Я ненавидел то, что она что-то от меня скрывает. Даже если я был полон намерения скрывать от нее всё.

Она выпрямила плечи, борясь со мной взглядом.

— Я собиралась сказать, когда Клу встает на работу. У нее несколько мест работы, и в некоторые дни она встает рано.

Ложь, льющаяся с ее губ, была похожей на правду, но я знал отличие. Интонация в ее голосе была странной.

Осторожно покачав головой, я прошептал:

— Я точно знаю, что ты врешь, но не буду давить. Но в следующий раз... лучше пусть это будет правдой.

Она стояла на своем, даже когда вспышка опасения мелькнула в ее взгляде.

Я наклонил голову, упиваясь ею.

— Откуда ты по происхождению? — я догадывался, что это Европа, возможно, Испания. Я стал, в некоторой степени, специалистом по угадыванию национальностей. Еще один плюс от моей предыдущей службы.

Она пожала плечами, смотря на меня с опаской.

— Насчет этого мне врать не нужно. Я знала только моего отца. Или, по крайней мере, я думала, что он мой отец. Он заботился обо мне ровно до того момента, пока не исчез. Я думаю, мне было пять, когда он ушел. Я смутно помню, как он говорил на другом языке, так что я вполне могу быть из-за границы, и не австралийкой по происхождению.

У меня не было ответа на это. Казалось, у нас была еще одна общая особенность. Отсутствие происхождения. Отсутствие кусочков нашего прошлого.

Она посмотрела на телефон в моих руках.

— Я хочу сделать телефонный звонок. Мне нужно кое о чем договориться.

Дерьмо, я забыл об этом. Я не хотел, чтобы она говорила с кем-нибудь, распространяя детали того, о чем мы договорились. Это не красит нас обоих.

Неохотно, я бросил телефон в ее ладони.

— Я не дам тебе уединения, так что не утруждайся спрашивать.

Она шумно выдохнула, но не спорила.
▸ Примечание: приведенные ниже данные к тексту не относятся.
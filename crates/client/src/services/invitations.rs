//! Invitation use cases.
//!
//! Every response is decided locally first: the entity refuses illegal
//! transitions before any request reaches the backend.

use std::sync::Arc;

use chrono::{Duration, Utc};
use domain::models::{Invitation, NewInvitation};
use tracing::{info, instrument};
use uuid::Uuid;

use crate::error::ClientError;
use crate::repositories::InvitationRepository;

/// Details of an invitation to send.
#[derive(Debug, Clone)]
pub struct SendInvitation {
    pub competition_id: String,
    pub inviter_id: String,
    pub invitee_email: String,
    pub invitee_user_id: Option<String>,
    pub personal_message: Option<String>,
    /// Days until expiry. `None` leaves the expiry to the backend.
    pub expires_in_days: Option<i64>,
}

/// How an invitee answers an invitation.
#[derive(Debug, Clone, Copy, PartialEq, Eq)]
pub enum InvitationResponse {
    Accept,
    Decline,
}

#[derive(Clone)]
pub struct InvitationService {
    repository: Arc<dyn InvitationRepository>,
}

impl InvitationService {
    pub fn new(repository: Arc<dyn InvitationRepository>) -> Self {
        Self { repository }
    }

    pub async fn get(&self, id: &str) -> Result<Invitation, ClientError> {
        self.repository
            .find_by_id(id)
            .await?
            .ok_or_else(|| ClientError::NotFound(format!("Invitation {}", id)))
    }

    pub async fn list_for_competition(
        &self,
        competition_id: &str,
    ) -> Result<Vec<Invitation>, ClientError> {
        self.repository.list_by_competition(competition_id).await
    }

    /// Creates a pending invitation and sends it to the backend.
    #[instrument(skip(self, request), fields(competition_id = %request.competition_id))]
    pub async fn send(&self, request: SendInvitation) -> Result<Invitation, ClientError> {
        if let Some(days) = request.expires_in_days {
            shared::validation::validate_expiration_days(days).map_err(|e| {
                ClientError::InvalidRequest(
                    e.message
                        .map(|m| m.to_string())
                        .unwrap_or_else(|| e.code.to_string()),
                )
            })?;
        }

        let now = Utc::now();
        let invitation = Invitation::create_at(
            NewInvitation {
                id: Uuid::new_v4().to_string(),
                competition_id: request.competition_id,
                inviter_id: request.inviter_id,
                invitee_email: request.invitee_email,
                invitee_user_id: request.invitee_user_id,
                personal_message: request.personal_message,
                expires_at: request.expires_in_days.map(|days| now + Duration::days(days)),
            },
            now,
        )?;

        let stored = self.repository.create(&invitation).await?;
        info!(invitation_id = %stored.id(), "Invitation created");

        Ok(stored)
    }

    pub async fn accept(&self, id: &str) -> Result<Invitation, ClientError> {
        self.respond(id, InvitationResponse::Accept).await
    }

    pub async fn decline(&self, id: &str) -> Result<Invitation, ClientError> {
        self.respond(id, InvitationResponse::Decline).await
    }

    #[instrument(skip(self))]
    pub async fn respond(
        &self,
        id: &str,
        response: InvitationResponse,
    ) -> Result<Invitation, ClientError> {
        let current = self.get(id).await?;

        let answered = match response {
            InvitationResponse::Accept => current.accept()?,
            InvitationResponse::Decline => current.decline()?,
        };

        let stored = self.repository.respond(&answered).await?;
        info!(
            invitation_id = %stored.id(),
            status = %stored.status(),
            "Invitation answered"
        );

        Ok(stored)
    }
}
Набрав номер, она шагнула в сторону стены с граффити, кусая нижнюю губу.

— Давай. Пожалуйста, возьми трубку, — прошептала она.

Казалось, прошли годы, прежде чем она сгорбилась и тяжело вздохнула.

— Я думала, ты не там. Ты уже вернулась домой?

Беспокойство в ее голосе заставило меня ревновать. Мне не нравилось, что она так сильно о ком-то заботилась. О ком-то, кто имел привилегию жить с ней, знать ее секреты.

— Нет, все в порядке. У меня все под контролем, — Зел нахмурилась, слушая кого-то, кто бы ни находился на другом конце трубки. — Нет. Я в порядке. Слушай, я должна сделать что-то, что ты не поймешь, но не злись, ладно?

Она кивнула, накручивая прядь волос на свой мизинец.

— Я знаю. Я чувствую себя ужасно, что делаю это по отношению к тебе и... ну, ты знаешь, но меня не будет дома некоторое время.

Она бросила взгляд в мою сторону. Сзади, на шее, возникло чувство дискомфорта, и я не смог определить, почему внезапно почувствовал себя на краю.

— Меня не будет в течение месяца, — наконец, сказал она.

Я стиснул зубы. Она не лгала, но и не была до конца честной. Я прищурился. Если она думает, что сможет уйти, то будет удивлена. Она не знает, что у меня для нее припасено. Это будет не просто — выйти из передней двери.

Из трубки слышится визг, и я хотел бы знать, что говорил другой человек.

— У меня есть причины. Если я останусь, это будет много значить для нас финансово. Не расстраивайся. Я объясню все в ближайшее время, — она снова быстро посмотрела на меня, прежде чем прикрыла рот рукой. — Клу, нет. Я не могу рассказать тебе. Еще нет.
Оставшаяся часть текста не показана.